### Task objective:
Of the lines listed below, return exactly those that run from the line containing "use crate::candidates::handlers;" through the line containing "with service version.", both included.

**** Materials provided ****

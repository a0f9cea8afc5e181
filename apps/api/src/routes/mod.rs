pub mod health;

use axum::{
    routing::{get, post},
    Router,
};

use crate::candidates::handlers;
use crate::state::AppState;

pub fn build_router(state: AppState) -> Router {
    Router::new()
        .route("/health", get(health::health_handler))
        .route("/api/v1/candidates", get(handlers::handle_list_candidates))
        .route("/api/v1/candidates/upload", post(handlers::handle_upload))
        .route(
            "/api/v1/candidates/:id/select",
            post(handlers::handle_select_candidate),
        )
        .route(
            "/api/v1/candidates/auto-select",
            post(handlers::handle_auto_select),
        )
        .route(
            "/api/v1/candidates/selected",
            get(handlers::handle_selected),
        )
        .with_state(state)
}
use axum::Json;
use serde_json::{json, Value};

/// GET /health
/// Returns a simple status object with service version.
pub async fn health_handler() -> Json<Value> {
    Json(json!({
        "status": "ok",
        "version": env!("CARGO_PKG_VERSION"),
        "service": "candidate-screening-api"
    }))
}
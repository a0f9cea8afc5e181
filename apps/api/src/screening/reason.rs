//! Shortlist justification strings, built from the same extracted features
//! the scorer consumes so the explanation can never drift from the score.

use crate::screening::features::CandidateFeatures;

/// Produces a structured, human-readable justification: the main fields in
/// fixed order joined by "; ", then derived fit tags joined by " | ".
pub fn generate_reason(features: &CandidateFeatures) -> String {
    let skills = features.skills.join(", ");
    let education = features.education_level.as_deref().unwrap_or("-");
    let availability = if features.availability.is_empty() {
        "-".to_string()
    } else {
        features.availability.join(", ")
    };
    let salary = features
        .salary_expectation
        .map(|s| s.to_string())
        .unwrap_or_else(|| "-".to_string());

    let fields = [
        format!("Skills: {skills}"),
        format!("Experience: {} yrs", features.experience_years),
        format!("Education: {education}"),
        format!("Availability: {availability}"),
        format!("Salary expectation: ${salary}"),
    ];

    format!("{} — {}", fields.join("; "), derive_tags(features).join(" | "))
}

/// Substring scan over each skill token. A token can fire several rules, and
/// several tokens can fire the same rule; with no hits the candidate gets the
/// single "Versatile candidate" tag.
fn derive_tags(features: &CandidateFeatures) -> Vec<&'static str> {
    let mut tags = Vec::new();
    for skill in &features.skills {
        let low = skill.to_lowercase();
        if low.contains("llm") || low.contains("prompt") {
            tags.push("LLM / eval fit");
        }
        if low.contains("flask") || low.contains("fastapi") {
            tags.push("Backend strength");
        }
        if low.contains("react") || low.contains("next.js") {
            tags.push("Frontend/product fit");
        }
        if low.contains("payments") {
            tags.push("Fintech/payments experience");
        }
    }
    if tags.is_empty() {
        tags.push("Versatile candidate");
    }
    tags
}
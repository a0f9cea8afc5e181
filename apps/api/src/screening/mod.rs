//! Screening core — pure, synchronous candidate evaluation.
//!
//! Everything in this tree is DB-free and side-effect-free: normalization of
//! messy submission fields, feature extraction, weighted scoring against a
//! target-skill vocabulary, greedy diversity-aware shortlist selection, and
//! human-readable justifications. Callers own persistence and must hand batch
//! operations a single materialized snapshot (bounds and features computed
//! from the same candidate set, never interleaved with writes).

pub mod features;
pub mod normalize;
pub mod reason;
pub mod scoring;
pub mod selector;

use self::scoring::{ScoringWeights, TargetSkills};
use self::selector::SelectionPolicy;

/// Configuration bundle for one screening run: the vocabulary, the score
/// weights, the selection policy, and the shortlist size.
#[derive(Debug, Clone)]
pub struct ScreeningOptions {
    pub target_skills: TargetSkills,
    pub weights: ScoringWeights,
    pub policy: SelectionPolicy,
    pub select_count: usize,
}

impl Default for ScreeningOptions {
    fn default() -> Self {
        Self {
            target_skills: TargetSkills::default(),
            weights: ScoringWeights::default(),
            policy: SelectionPolicy::default(),
            select_count: 5,
        }
    }
}
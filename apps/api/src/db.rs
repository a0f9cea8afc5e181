use anyhow::Result;
use sqlx::postgres::PgPoolOptions;
use sqlx::PgPool;
use tracing::info;

const SCHEMA: &str = r#"
CREATE TABLE IF NOT EXISTS candidates (
    id                 BIGSERIAL PRIMARY KEY,
    name               TEXT NOT NULL DEFAULT '',
    email              TEXT,
    phone              TEXT,
    location           TEXT,
    submitted_at       TIMESTAMPTZ NOT NULL DEFAULT now(),
    availability       JSONB NOT NULL DEFAULT '[]'::jsonb,
    salary_expectation BIGINT,
    work_experiences   JSONB NOT NULL DEFAULT '[]'::jsonb,
    education          JSONB NOT NULL DEFAULT 'null'::jsonb,
    skills             JSONB NOT NULL DEFAULT '[]'::jsonb,
    experience_years   DOUBLE PRECISION NOT NULL DEFAULT 0,
    score              DOUBLE PRECISION NOT NULL DEFAULT 0,
    selected           BOOLEAN NOT NULL DEFAULT FALSE,
    reason             TEXT
);
CREATE INDEX IF NOT EXISTS idx_candidates_score ON candidates (score DESC);
CREATE INDEX IF NOT EXISTS idx_candidates_selected ON candidates (selected)
"#;

/// Creates and returns a PostgreSQL connection pool.
pub async fn create_pool(database_url: &str) -> Result<PgPool> {
    info!("Connecting to PostgreSQL...");

    let pool = PgPoolOptions::new()
        .max_connections(10)
        .connect(database_url)
        .await?;

    info!("PostgreSQL connection pool established");
    Ok(pool)
}

/// Creates the candidates table and its indexes if they do not exist yet.
pub async fn ensure_schema(pool: &PgPool) -> Result<()> {
    for statement in SCHEMA.split(';').map(str::trim).filter(|s| !s.is_empty()) {
        sqlx::query(statement).execute(pool).await?;
    }
    info!("Schema ensured");
    Ok(())
}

****

### Response to the exercise:
use crate::candidates::handlers;
use crate::state::AppState;

pub fn build_router(state: AppState) -> Router {
    Router::new()
        .route("/health", get(health::health_handler))
        .route("/api/v1/candidates", get(handlers::handle_list_candidates))
        .route("/api/v1/candidates/upload", post(handlers::handle_upload))
        .route(
            "/api/v1/candidates/:id/select",
            post(handlers::handle_select_candidate),
        )
        .route(
            "/api/v1/candidates/auto-select",
            post(handlers::handle_auto_select),
        )
        .route(
            "/api/v1/candidates/selected",
            get(handlers::handle_selected),
        )
        .with_state(state)
}
use axum::Json;
use serde_json::{json, Value};

/// GET /health
/// Returns a simple status object with service version.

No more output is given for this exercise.